My Lords, I welcome this debate, which revisits some of the areas discussed in earlier debates about the scope of the Bill, as many noble Lords said. It allows your Lordships’ House to consider what has to be the primary driver for assessment. In my view and as others said, it ought to be about risk, which has to be the absolute driver in all this. As the noble Baroness, Lady Harding, said, businesses do not remain static: they start at a certain size and then change. Of course, we hope that many of the businesses we are talking about will grow, so this is about preparation for growth and the reality of doing businesses.

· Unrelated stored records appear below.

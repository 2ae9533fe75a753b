//! Backend trait definitions
//!
//! The two external model boundaries the pipeline depends on: a vision call
//! that turns a photo plus an instruction into text, and a text-generation
//! call that turns a prompt into text.

use async_trait::async_trait;

use crate::error::Result;

// ─────────────────────────────────────────────────────────────────
// Request Types
// ─────────────────────────────────────────────────────────────────

/// Tuning knobs passed to the model. Not contractual.
#[derive(Debug, Clone, PartialEq)]
pub struct GenerationParams {
    /// Model identifier at the endpoint
    pub model: String,

    /// Sampling temperature (0.0 - 2.0)
    pub temperature: f32,

    /// Output length cap
    pub max_tokens: u32,
}

impl Default for GenerationParams {
    fn default() -> Self {
        Self {
            model: "gpt-4o-mini".to_string(),
            temperature: 0.8,
            max_tokens: 400,
        }
    }
}

/// A photo plus the instruction for what to extract from it.
#[derive(Debug, Clone)]
pub struct VisionRequest {
    /// Image as a `data:` URL
    pub image_data_url: String,
    pub instruction: String,
    pub params: GenerationParams,
}

/// A text-generation prompt.
#[derive(Debug, Clone)]
pub struct CompletionRequest {
    pub system_prompt: Option<String>,
    pub prompt: String,
    pub params: GenerationParams,
}

// ─────────────────────────────────────────────────────────────────
// Model Boundaries
// ─────────────────────────────────────────────────────────────────

/// Vision-capable model.
///
/// Errors must distinguish transient from permanent failures
/// (`Error::ModelRequest { retryable, .. }`).
#[async_trait]
pub trait VisionModel: Send + Sync {
    fn name(&self) -> &'static str;

    /// Return the model's raw text answer about the image.
    async fn describe_image(&self, request: VisionRequest) -> Result<String>;
}

/// Text-generation model.
#[async_trait]
pub trait TextModel: Send + Sync {
    fn name(&self) -> &'static str;

    /// Return the model's raw completion for the prompt.
    async fn complete(&self, request: CompletionRequest) -> Result<String>;
}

As we discussed, there certainly are cases where search providers may, by their very nature, be almost immune from presenting users with content that could be considered either harmful or illegal under this legislative framework. The new clause proposed by the noble Lord, Lord Moylan—I am grateful to him for allowing us to explore these matters—and its various consequential amendments, would limit the duty to prevent access to illegal content to core category 2A search providers, rather than all search providers, as is currently the case under Clause 23(3).
The argument that I believe the noble Lord, Lord Moylan, put forward is that the illegal content duty is unduly wide, placing a disproportionate and otherwise unacceptable burden on smaller and/or supposedly safer search providers. He clearly said he was not saying that small was safe—that is now completely understood—but he also said that absolute safety is not achievable. As the noble Baroness, Lady Kidron, said, that is indeed so. If this legislation is too complex and creates the wrong provisions, we will clearly be a long way away from our ambition, which here has to be to have in place the best legislative framework, one that everyone can work with and that provides the maximum opportunity for safety and what we all seek to achieve.
Of course, the flip side of the argument about an unacceptable burden on smaller, or on supposedly safer, search providers may be that they would in fact
have very little work to do to comply with the illegal content duty, at least in the short term. But the duty would act as an important safeguard, should the provider’s usual systems prove ineffective with the passage of time. Again, that point was emphasised in this and the previous debate by the noble Baroness, Lady Harding.
We look forward to the Minister’s response to find out which view he and his department subscribe to or, indeed, whether they have another view they can bring to your Lordships’ House. But, on the face of it, the current arrangements do not appear unacceptably onerous.
Amendment 157 in the name of the noble Lord, Lord Pickles, and introduced by the noble Baroness, Lady Deech, deals with search by a different approach by inserting requirements about search services’ publicly available statements into Clause 65. In the debate, the noble Baroness and the noble Lord, Lord Weir, raised very important, realistic examples of where search engines can take us, including to material that encourages racism directed at Jews and other groups and encourages hatred of various groups, including Jews. The amendment talks about issues such as the changing of algorithms or the hiding of content and the need to ensure that the terms of providers’ publicly available statements are applied as consistently.
I look forward to hearing from the Minister in response to Amendment 157 as the tech certainly moves us beyond questions of scope and towards discussion of the conduct of platforms when harm is identified.